I dont think that's true. The reason why Amare is getting more press is because he is a true high schooler. Nene has at least played professionaly for a couple of seasons so Amare is gonna be looked at a lil more. Its just how it is


----------



## NugzFan (Jul 26, 2002)

i agree that there is a distinction between the HS kids coming out recently and all the foreigners but amare is 2 MONTHS younger. thats it. that shouldnt be a factor.


----------



## BEEZ (Jun 12, 2002)

> Originally posted by <b>NugzFan</b>!
> i agree that there is a distinction between the HS kids coming out recently and all the foreigners but amare is 2 MONTHS younger. thats it. that shouldnt be a factor.

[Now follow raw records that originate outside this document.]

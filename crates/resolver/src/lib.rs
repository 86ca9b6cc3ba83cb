//! Monorepo root detection, workspace discovery, and env-file resolution.
//!
//! The resolution pipeline runs in three stages, each cached independently:
//!
//! 1. [`DetectionRegistry::detect_monorepo`] walks upward from a path asking
//!    priority-sorted providers whether they recognize a monorepo root.
//! 2. [`WorkspaceFinder::find_workspaces`] expands the matching provider's
//!    glob patterns into validated workspace directories.
//! 3. [`EnvironmentResolver::resolve_env_files`] applies the provider's
//!    resolution strategy to produce the ordered env-file list, batching all
//!    filesystem globs through the [`BulkResolver`].
//!
//! Every stage is a total function over its inputs at runtime: a path outside
//! any monorepo, a pattern matching nothing, or a missing directory all
//! produce empty results, never errors.

pub mod bulk;
pub mod detection;
pub mod env;
pub mod finder;
pub mod patterns;

pub use bulk::{BulkResolver, EXISTENCE_TTL};
pub use detection::{DetectionRegistry, DetectionStats, NEGATIVE_DETECTION_TTL};
pub use env::{
    DEFAULT_ENV_PATTERNS, EnvFileComparator, EnvironmentResolver, ResolveOptions,
};
pub use finder::WorkspaceFinder;
pub use patterns::expand_workspace_patterns;
//! Shared types, errors, and configuration schema for monoenv.
//!
//! This crate carries the vocabulary the rest of the workspace speaks:
//!
//! - [`Workspace`], [`Detection`], [`DetectionOutcome`]: the data flowing
//!   from root detection through workspace discovery to env-file resolution.
//! - [`EnvResolution`] and [`ResolutionStrategy`]: how workspace and root
//!   environment files are combined.
//! - [`Error`]: setup-time failures (configuration, provider contract,
//!   plugin conflicts). Runtime lookups never error; they return empty
//!   results.
//! - [`Settings`]: the strongly-typed configuration tree with schema
//!   (`deny_unknown_fields`) and range validation.

pub mod config;
pub mod error;
pub mod types;

pub use config::{
    BUILTIN_PROVIDER_NAMES, CacheSettings, PerformanceSettings, ProviderSettings, ProviderSpec,
    Settings, ThrottleSettings,
};
pub use error::{Error, Result};
pub use types::{
    Detection, DetectionInfo, DetectionOutcome, EnvResolution, EnvScope, ResolutionStrategy,
    Workspace,
};
//! Current-workspace state and change notification.

use monoenv_core::{ThrottleSettings, Workspace};
use std::time::{Duration, Instant};

/// Payload delivered to change listeners on every workspace switch.
#[derive(Debug, Clone)]
pub struct WorkspaceEvent {
    /// Workspace that was active before the switch, if any.
    pub previous: Option<Workspace>,
    /// Workspace that is active after the switch, if any.
    pub current: Option<Workspace>,
}

/// Callback invoked after a workspace switch.
pub type WorkspaceListener = Box<dyn Fn(&WorkspaceEvent) + Send>;

/// Rate limit for automatic workspace switching.
///
/// A switch is admitted immediately once `min_interval` has elapsed since the
/// last one. Requests arriving sooner are coalesced into a single pending
/// slot; after `max_pending` consecutive deferrals the next request is
/// admitted regardless, so a burst of file events cannot starve switching
/// forever.
#[derive(Debug)]
pub struct AutoSwitchThrottle {
    min_interval: Duration,
    max_pending: usize,
    last_switch: Option<Instant>,
    deferred: usize,
}

impl AutoSwitchThrottle {
    /// Builds a throttle from configuration.
    #[must_use]
    pub fn new(settings: &ThrottleSettings) -> Self {
        Self {
            min_interval: Duration::from_millis(settings.min_interval_ms),
            max_pending: settings.max_pending,
            last_switch: None,
            deferred: 0,
        }
    }

    /// Whether a switch request may proceed now.
    pub fn admit(&mut self) -> bool {
        match self.last_switch {
            None => true,
            Some(at) if at.elapsed() >= self.min_interval => {
                self.deferred = 0;
                true
            }
            Some(_) => {
                self.deferred += 1;
                if self.deferred >= self.max_pending {
                    self.deferred = 0;
                    true
                } else {
                    false
                }
            }
        }
    }

    /// Records that a switch happened, starting a new interval.
    pub fn record_switch(&mut self) {
        self.last_switch = Some(Instant::now());
        self.deferred = 0;
    }
}

/// Tracks the current workspace and notifies registered listeners on change.
pub struct WorkspaceManager {
    current: Option<Workspace>,
    listeners: Vec<(u64, WorkspaceListener)>,
    next_listener_id: u64,
    throttle: AutoSwitchThrottle,
}

impl WorkspaceManager {
    /// Creates a manager with no current workspace.
    #[must_use]
    pub fn new(throttle: &ThrottleSettings) -> Self {
        Self {
            current: None,
            listeners: Vec::new(),
            next_listener_id: 0,
            throttle: AutoSwitchThrottle::new(throttle),
        }
    }

    /// The active workspace, if any.
    #[must_use]
    pub fn current(&self) -> Option<&Workspace> {
        self.current.as_ref()
    }

    /// Registers a change listener; returns an id for deregistration.
    pub fn on_change(&mut self, listener: WorkspaceListener) -> u64 {
        let id = self.next_listener_id;
        self.next_listener_id += 1;
        self.listeners.push((id, listener));
        id
    }

    /// Removes a listener by id; returns whether it existed.
    pub fn remove_listener(&mut self, id: u64) -> bool {
        let before = self.listeners.len();
        self.listeners.retain(|(listener_id, _)| *listener_id != id);
        before != self.listeners.len()
    }

    /// Whether switching to `target` would change the current workspace.
    /// Workspace identity is the absolute path.
    #[must_use]
    pub fn would_change(&self, target: Option<&Workspace>) -> bool {
        self.current.as_ref().map(|w| &w.path) != target.map(|w| &w.path)
    }

    /// Replaces the current workspace, firing listeners when `notify` is set.
    pub fn set_current(&mut self, workspace: Option<Workspace>, notify: bool) {
        let previous = self.current.take();
        self.current = workspace;
        self.throttle.record_switch();

        if notify && !self.listeners.is_empty() {
            let event = WorkspaceEvent {
                previous,
                current: self.current.clone(),
            };
            for (_, listener) in &self.listeners {
                listener(&event);
            }
        }
    }

    /// Throttle admission for an automatic switch request.
    pub fn throttle_admit(&mut self) -> bool {
        self.throttle.admit()
    }
}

I was just saying that even though thats the case Hilario has played in Pro Leagues. Stoudamire hadnt. Plain and simple they are gonna rule the west at the PF position for ears to come


----------



## Balla123456789 (Jul 15, 2002)

*NENE HILARIO= Darryl Dawkins*

Both around 6-11 and 260 pounds and both throw down with authority


----------



## ¹²³ (Jan 8, 2003)

Interesting read.


----------



## nbanoitall (May 21, 2004)

I've never questioned if Nene was a good player. The question has always been can he stay healthy.

Hopefully as the season gets going he can pick up more minutes AND stay healthy for the season.


----------



## Blue (Jun 21, 2007)

He played well last night looking at the #'s.... I've always been a fan.


----------



## ¹²³ (Jan 8, 2003)

Yep, his health is not that great. That cancer thing was bad, I am glad he kept fighting.


----------



## mvP to the Wee (Jul 14, 2007)

I don't like Nay Nay. He missed a game winning shot for me on Xbox Live the other night


----------



## darth-horax (Nov 21, 2005)

Ha!

But the dude tore up the Clips to the tune of 22 points and 11 rebounds.


----------